> _MATERIAL FOR THIS EXERCISE_
impl eframe::App for CanvasStudioApp {
    fn update(&mut self, ctx: &egui::Context, _frame: &mut eframe::Frame) {
        self.poll_generation();
        self.drain_host();
        if self.client.is_busy() {
            ctx.request_repaint();
        }

        // Global undo/redo shortcuts (redo checked first so shift+Z is not
        // swallowed by the plain-Z binding).
        let redo = ctx.input_mut(|i| {
            i.consume_key(egui::Modifiers::COMMAND | egui::Modifiers::SHIFT, egui::Key::Z)
                || i.consume_key(egui::Modifiers::COMMAND, egui::Key::Y)
        });
        let undo = ctx.input_mut(|i| i.consume_key(egui::Modifiers::COMMAND, egui::Key::Z));
        if redo && self.composition.redo() {
            self.mark_dirty();
        }
        if undo && self.composition.undo() {
            self.mark_dirty();
        }

        egui::TopBottomPanel::top("topbar").show(ctx, |ui| self.top_bar(ui));
        egui::SidePanel::right("layers")
            .default_width(260.0)
            .show(ctx, |ui| self.layer_panel(ui));
        if !self.status.is_empty() {
            let status = self.status.clone();
            egui::TopBottomPanel::bottom("status").show(ctx, |ui| {
                ui.horizontal(|ui| {
                    ui.label(status);
                    if ui.small_button("✕").clicked() {
                        self.status.clear();
                    }
                });
            });
        }
        egui::CentralPanel::default().show(ctx, |ui| {
            self.refresh_preview(ui.ctx());
            self.stage_ui(ui);
        });

        self.adjust_window(ctx);
        self.drain_host();
    }
}

impl AssetProvider for CanvasStudioApp {
    fn list_available_images(&self) -> Vec<AssetRef> {
        self.gallery.clone()
    }
}

/// Case-insensitive label substring filter for the gallery picker.
fn filter_assets(assets: Vec<AssetRef>, query: &str) -> Vec<AssetRef> {
    let q = query.trim().to_lowercase();
    if q.is_empty() {
        return assets;
    }
    assets
        .into_iter()
        .filter(|a| a.label.to_lowercase().contains(&q))
        .collect()
}

fn layer_label(content: &LayerContent) -> String {
    match content {
        LayerContent::Image { source } => source.clone(),
        LayerContent::Text { text, .. } => format!("\"{}\"", text),
    }
}

/// Straight-alpha src-over of `src` onto `dst` (same dimensions).
fn overlay(dst: &mut RgbaImage, src: &RgbaImage) {
    for (d, s) in dst.pixels_mut().zip(src.pixels()) {
        let sa = s.0[3] as f32 / 255.0;
        if sa <= 0.0 {
            continue;
        }
        for c in 0..3 {
            d.0[c] = (s.0[c] as f32 * sa + d.0[c] as f32 * (1.0 - sa)).round() as u8;
        }
        let da = d.0[3] as f32 / 255.0;
        d.0[3] = ((sa + da * (1.0 - sa)) * 255.0).round() as u8;
    }
}

/// Checkerboard used for the on-screen grid background.
fn paint_checker(painter: &egui::Painter, rect: Rect) {
    let light = Color32::from_gray(70);
    let dark = Color32::from_gray(50);
    painter.rect_filled(rect, 0.0, dark);
    let mut y = rect.min.y;
    let mut row = 0;
    while y < rect.max.y {
        let mut x = rect.min.x + if row % 2 == 0 { 0.0 } else { GRID_CELL };
        while x < rect.max.x {
            let cell = Rect::from_min_size(
                Pos2::new(x, y),
                Vec2::new(GRID_CELL.min(rect.max.x - x), GRID_CELL.min(rect.max.y - y)),
            );
            painter.rect_filled(cell, 0.0, light);
            x += GRID_CELL * 2.0;
        }
        y += GRID_CELL;
        row += 1;
    }
}

#[cfg(test)]
mod tests {
    use super::*;

    fn asset(label: &str) -> AssetRef {
        AssetRef {
            id: label.to_string(),
            url: String::new(),
            label: label.to_string(),
        }
    }

    #[test]
    fn gallery_filter_matches_label_substring_case_insensitive() {
        let assets = vec![asset("Sunset Beach"), asset("portrait-01"), asset("City")];

        let hits = filter_assets(assets.clone(), "PORT");
        assert_eq!(hits.len(), 1);
        assert_eq!(hits[0].label, "portrait-01");

        // Blank and whitespace-only queries pass everything through.
        assert_eq!(filter_assets(assets.clone(), "").len(), 3);
        assert_eq!(filter_assets(assets.clone(), "   ").len(), 3);
        assert!(filter_assets(assets, "zebra").is_empty());
    }
}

> _DIRECTIONS FOR THIS TASK_
In the entries above, which lines hold the string "composition"? Report all of them.

> _WRITTEN ANSWER_
        if redo && self.composition.redo() {
        if undo && self.composition.undo() {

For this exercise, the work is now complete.